* Material for this task *
//! Shared SQLite handle.
//!
//! One [`Store`] owns the single writer connection. Every operation locks it
//! for its duration, which is the single implicit transaction; multi-statement
//! work runs through [`Store::with_transaction`]. Share it behind an `Arc`.

use std::path::{Path, PathBuf};
use std::sync::{Mutex, MutexGuard, PoisonError};
use std::time::Duration;

use rusqlite::{Connection, Transaction};
use tracing::{debug, info};

use crate::config::DatabaseConfig;
use crate::entities::{
    self, DataNetwork, INITIAL_SEQUENCE_NUMBER, Operator, Policy, Route, Subscriber,
};
use crate::error::{Error, Result};
use crate::resolver::NaturalKeyResolver;
use crate::retention::{self, RetentionCategory};
use crate::schema;

const DEFAULT_BUSY_TIMEOUT: Duration = Duration::from_millis(5000);

/// Values seeded by [`Store::initialize`] on a fresh database.
pub mod defaults {
    pub const MCC: &str = "001";
    pub const MNC: &str = "01";
    pub const SST: i32 = 1;
    pub const SD: [u8; 3] = [0x10, 0x20, 0x30];
    pub const TAC: &str = "000001";
    pub const DATA_NETWORK_NAME: &str = "internet";
    pub const DATA_NETWORK_IP_POOL: &str = "10.45.0.0/22";
    pub const DATA_NETWORK_DNS: &str = "8.8.8.8";
    pub const DATA_NETWORK_MTU: i32 = 1400;
    pub const POLICY_NAME: &str = "default";
    pub const POLICY_BITRATE: &str = "200 Mbps";
    pub const POLICY_VAR5QI: i32 = 9;
    pub const POLICY_ARP: i32 = 1;
}

/// Thread-safe handle to the control-plane database.
pub struct Store {
    conn: Mutex<Connection>,
    path: Option<PathBuf>,
}

impl Store {
    /// Open (or create) the database file and apply pragmas and schema.
    pub fn open(path: impl AsRef<Path>) -> Result<Self> {
        Self::open_with_timeout(path.as_ref(), DEFAULT_BUSY_TIMEOUT)
    }

    pub fn open_with_config(config: &DatabaseConfig) -> Result<Self> {
        Self::open_with_timeout(
            &config.path,
            Duration::from_millis(config.busy_timeout_ms),
        )
    }

    /// Private in-memory database, used by tests and dry runs.
    pub fn open_in_memory() -> Result<Self> {
        let conn = Connection::open_in_memory().map_err(|source| Error::Open {
            path: ":memory:".to_string(),
            source,
        })?;
        Self::prepare(conn, None, DEFAULT_BUSY_TIMEOUT)
    }

    fn open_with_timeout(path: &Path, busy_timeout: Duration) -> Result<Self> {
        let conn = Connection::open(path).map_err(|source| Error::Open {
            path: path.display().to_string(),
            source,
        })?;
        Self::prepare(conn, Some(path.to_path_buf()), busy_timeout)
    }

    fn prepare(conn: Connection, path: Option<PathBuf>, busy_timeout: Duration) -> Result<Self> {
        let shown = path
            .as_ref()
            .map_or_else(|| ":memory:".to_string(), |p| p.display().to_string());
        let open_err = |source| Error::Open {
            path: shown.clone(),
            source,
        };
        conn.busy_timeout(busy_timeout).map_err(open_err)?;
        conn.execute_batch(schema::PRAGMAS_SQL).map_err(open_err)?;
        conn.execute_batch(schema::SCHEMA_SQL).map_err(open_err)?;
        debug!(path = %shown, "store opened");
        Ok(Self {
            conn: Mutex::new(conn),
            path,
        })
    }

    /// Database file path, `None` for in-memory stores.
    #[must_use]
    pub fn path(&self) -> Option<&Path> {
        self.path.as_deref()
    }

    fn lock(&self) -> MutexGuard<'_, Connection> {
        self.conn.lock().unwrap_or_else(PoisonError::into_inner)
    }

    /// Run `f` against the connection as one implicit transaction.
    pub fn with_conn<T>(&self, f: impl FnOnce(&Connection) -> Result<T>) -> Result<T> {
        let conn = self.lock();
        f(&conn)
    }

    /// Run `f` inside an explicit transaction. Commits on `Ok`; any `Err`
    /// rolls back every statement `f` issued.
    pub fn with_transaction<T>(&self, f: impl FnOnce(&Transaction<'_>) -> Result<T>) -> Result<T> {
        let mut conn = self.lock();
        let tx = conn.transaction().map_err(|source| Error::Transaction {
            op: "begin",
            source,
        })?;
        let value = f(&tx)?;
        tx.commit().map_err(|source| Error::Transaction {
            op: "commit",
            source,
        })?;
        Ok(value)
    }

    // =========================================================================
    // Initialization
    // =========================================================================

    /// Whether the operator row has been seeded.
    pub fn is_initialized(&self) -> Result<bool> {
        self.with_conn(|conn| Ok(Operator::load(conn)?.is_some()))
    }

    /// Seed default configuration on a fresh database. Existing rows are left
    /// alone; returns whether anything was seeded.
    pub fn initialize(&self) -> Result<bool> {
        self.with_transaction(|tx| {
            let mut seeded = false;
            if Operator::load(tx)?.is_none() {
                default_operator().upsert(tx)?;
                seeded = true;
            }
            if entities::load_nat_enabled(tx)?.is_none() {
                entities::upsert_nat_enabled(tx, true)?;
                seeded = true;
            }
            let dn_id = match DataNetwork::by_name(tx, defaults::DATA_NETWORK_NAME)? {
                Some(dn) => dn.id,
                None => {
                    seeded = true;
                    DataNetwork {
                        id: 0,
                        name: defaults::DATA_NETWORK_NAME.to_string(),
                        ip_pool: defaults::DATA_NETWORK_IP_POOL.to_string(),
                        dns: defaults::DATA_NETWORK_DNS.to_string(),
                        mtu: defaults::DATA_NETWORK_MTU,
                    }
                    .insert(tx)?
                }
            };
            if Policy::by_name(tx, defaults::POLICY_NAME)?.is_none() {
                Policy {
                    id: 0,
                    name: defaults::POLICY_NAME.to_string(),
                    bitrate_uplink: defaults::POLICY_BITRATE.to_string(),
                    bitrate_downlink: defaults::POLICY_BITRATE.to_string(),
                    var5qi: defaults::POLICY_VAR5QI,
                    arp: defaults::POLICY_ARP,
                    data_network_id: dn_id,
                }
                .insert(tx)?;
                seeded = true;
            }
            let policies_seeded = retention::initialize_defaults(tx)?;
            if seeded || policies_seeded > 0 {
                info!(retention_policies = policies_seeded, "store initialized with defaults");
            }
            Ok(seeded || policies_seeded > 0)
        })
    }

    // =========================================================================
    // Configuration reads
    // =========================================================================

    pub fn operator(&self) -> Result<Operator> {
        self.with_conn(|conn| {
            Operator::load(conn)?.ok_or_else(|| Error::NotFound {
                entity: "operator",
                key: "1".to_string(),
            })
        })
    }

    pub fn nat_enabled(&self) -> Result<bool> {
        self.with_conn(|conn| Ok(entities::load_nat_enabled(conn)?.unwrap_or(true)))
    }

    pub fn n3_external_address(&self) -> Result<Option<String>> {
        self.with_conn(|conn| {
            Ok(entities::load_n3_external_address(conn)?.filter(|a| !a.is_empty()))
        })
    }

    pub fn data_network(&self, name: &str) -> Result<DataNetwork> {
        self.with_conn(|conn| NaturalKeyResolver::new(conn).data_network(name))
    }

    pub fn data_networks(&self) -> Result<Vec<DataNetwork>> {
        self.with_conn(DataNetwork::list)
    }

    pub fn policy(&self, name: &str) -> Result<Policy> {
        self.with_conn(|conn| NaturalKeyResolver::new(conn).policy(name))
    }

    pub fn policies(&self) -> Result<Vec<Policy>> {
        self.with_conn(Policy::list)
    }

    pub fn subscriber(&self, imsi: &str) -> Result<Subscriber> {
        self.with_conn(|conn| NaturalKeyResolver::new(conn).subscriber(imsi))
    }

    pub fn subscribers(&self) -> Result<Vec<Subscriber>> {
        self.with_conn(Subscriber::list)
    }

    pub fn routes(&self) -> Result<Vec<Route>> {
        self.with_conn(Route::list)
    }

    /// Record the address allocated to a subscriber's session.
    pub fn set_subscriber_ip_address(&self, imsi: &str, ip: Option<&str>) -> Result<()> {
        self.with_conn(|conn| Subscriber::set_ip_address(conn, imsi, ip))
    }

    /// Persist the authentication sequence number after a run of AKA.
    pub fn set_subscriber_sequence_number(&self, imsi: &str, sqn: &str) -> Result<()> {
        if sqn.len() != INITIAL_SEQUENCE_NUMBER.len() {
            return Err(Error::Validation(format!(
                "sequence number must be {} hex digits",
                INITIAL_SEQUENCE_NUMBER.len()
            )));
        }
        self.with_conn(|conn| Subscriber::set_sequence_number(conn, imsi, sqn))
    }

    /// Configured retention days for every category.
    pub fn retention_overview(&self) -> Result<Vec<(RetentionCategory, u32)>> {
        self.with_conn(|conn| {
            RetentionCategory::ALL
                .iter()
                .map(|&c| Ok((c, retention::retention_days(conn, c)?)))
                .collect()
        })
    }
}

impl std::fmt::Debug for Store {
    fn fmt(&self, f: &mut std::fmt::Formatter<'_>) -> std::fmt::Result {
        f.debug_struct("Store").field("path", &self.path).finish()
    }
}

fn default_operator() -> Operator {
    Operator {
        mcc: defaults::MCC.to_string(),
        mnc: defaults::MNC.to_string(),
        operator_code: hex::encode(rand::random::<[u8; 16]>()),
        supported_tacs: vec![defaults::TAC.to_string()],
        sst: defaults::SST,
        sd: Some(defaults::SD.to_vec()),
        home_network_private_key: hex::encode(rand::random::<[u8; 32]>()),
    }
}

#[cfg(test)]
mod tests {
    use super::*;

    #[test]
    fn initialize_seeds_once() {
        let store = Store::open_in_memory().unwrap();
        assert!(!store.is_initialized().unwrap());
        assert!(store.initialize().unwrap());
        assert!(store.is_initialized().unwrap());

        let op = store.operator().unwrap();
        assert_eq!(op.mcc, "001");
        assert_eq!(op.operator_code.len(), 32);
        assert_eq!(op.home_network_private_key.len(), 64);
        assert_eq!(op.sd, Some(vec![0x10, 0x20, 0x30]));

        let policy = store.policy("default").unwrap();
        let dn = store.data_network("internet").unwrap();
        assert_eq!(policy.data_network_id, dn.id);
        assert!(store.nat_enabled().unwrap());

        assert!(!store.initialize().unwrap());
        assert_eq!(store.operator().unwrap().operator_code, op.operator_code);
    }

    #[test]
    fn failed_transaction_rolls_back() {
        let store = Store::open_in_memory().unwrap();
        let result: Result<()> = store.with_transaction(|tx| {
            entities::upsert_nat_enabled(tx, false)?;
            Err(Error::Validation("abort".into()))
        });
        assert!(result.is_err());
        store
            .with_conn(|conn| {
                assert_eq!(entities::load_nat_enabled(conn)?, None);
                Ok(())
            })
            .unwrap();
    }

    #[test]
    fn opens_file_database() {
        let dir = tempfile::tempdir().unwrap();
        let path = dir.path().join("core.db");
        {
            let store = Store::open(&path).unwrap();
            store.initialize().unwrap();
        }
        let store = Store::open(&path).unwrap();
        assert_eq!(store.path(), Some(path.as_path()));
        assert!(store.is_initialized().unwrap());
    }

    #[test]
    fn sequence_number_length_checked() {
        let store = Store::open_in_memory().unwrap();
        let err = store
            .set_subscriber_sequence_number("001010100007487", "1")
            .unwrap_err();
        assert!(matches!(err, Error::Validation(_)));
    }

    #[test]
    fn retention_overview_lists_every_category() {
        let store = Store::open_in_memory().unwrap();
        store
            .with_conn(|conn| retention::set_retention_days(conn, RetentionCategory::Audit, 30))
            .unwrap();
        let overview = store.retention_overview().unwrap();
        assert_eq!(overview.len(), RetentionCategory::ALL.len());
        assert!(overview.contains(&(RetentionCategory::Audit, 30)));
        assert!(overview.contains(&(RetentionCategory::Radio, 7)));
        assert!(overview.contains(&(RetentionCategory::Usage, 365)));
    }

    #[test]
    fn missing_operator_is_not_found() {
        let store = Store::open_in_memory().unwrap();
        assert!(store.operator().unwrap_err().is_not_found());
    }
}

* Task to carry out *
Your task is to quote the lines above, beginning with the first and ending with the one that holds "and dry runs.".

* Solution to the problem *
//! Shared SQLite handle.
//!
//! One [`Store`] owns the single writer connection. Every operation locks it
//! for its duration, which is the single implicit transaction; multi-statement
//! work runs through [`Store::with_transaction`]. Share it behind an `Arc`.

use std::path::{Path, PathBuf};
use std::sync::{Mutex, MutexGuard, PoisonError};
use std::time::Duration;

use rusqlite::{Connection, Transaction};
use tracing::{debug, info};

use crate::config::DatabaseConfig;
use crate::entities::{
    self, DataNetwork, INITIAL_SEQUENCE_NUMBER, Operator, Policy, Route, Subscriber,
};
use crate::error::{Error, Result};
use crate::resolver::NaturalKeyResolver;
use crate::retention::{self, RetentionCategory};
use crate::schema;

const DEFAULT_BUSY_TIMEOUT: Duration = Duration::from_millis(5000);

/// Values seeded by [`Store::initialize`] on a fresh database.
pub mod defaults {
    pub const MCC: &str = "001";
    pub const MNC: &str = "01";
    pub const SST: i32 = 1;
    pub const SD: [u8; 3] = [0x10, 0x20, 0x30];
    pub const TAC: &str = "000001";
    pub const DATA_NETWORK_NAME: &str = "internet";
    pub const DATA_NETWORK_IP_POOL: &str = "10.45.0.0/22";
    pub const DATA_NETWORK_DNS: &str = "8.8.8.8";
    pub const DATA_NETWORK_MTU: i32 = 1400;
    pub const POLICY_NAME: &str = "default";
    pub const POLICY_BITRATE: &str = "200 Mbps";
    pub const POLICY_VAR5QI: i32 = 9;
    pub const POLICY_ARP: i32 = 1;
}

/// Thread-safe handle to the control-plane database.
pub struct Store {
    conn: Mutex<Connection>,
    path: Option<PathBuf>,
}

impl Store {
    /// Open (or create) the database file and apply pragmas and schema.
    pub fn open(path: impl AsRef<Path>) -> Result<Self> {
        Self::open_with_timeout(path.as_ref(), DEFAULT_BUSY_TIMEOUT)
    }

    pub fn open_with_config(config: &DatabaseConfig) -> Result<Self> {
        Self::open_with_timeout(
            &config.path,
            Duration::from_millis(config.busy_timeout_ms),
        )
    }

    /// Private in-memory database, used by tests and dry runs.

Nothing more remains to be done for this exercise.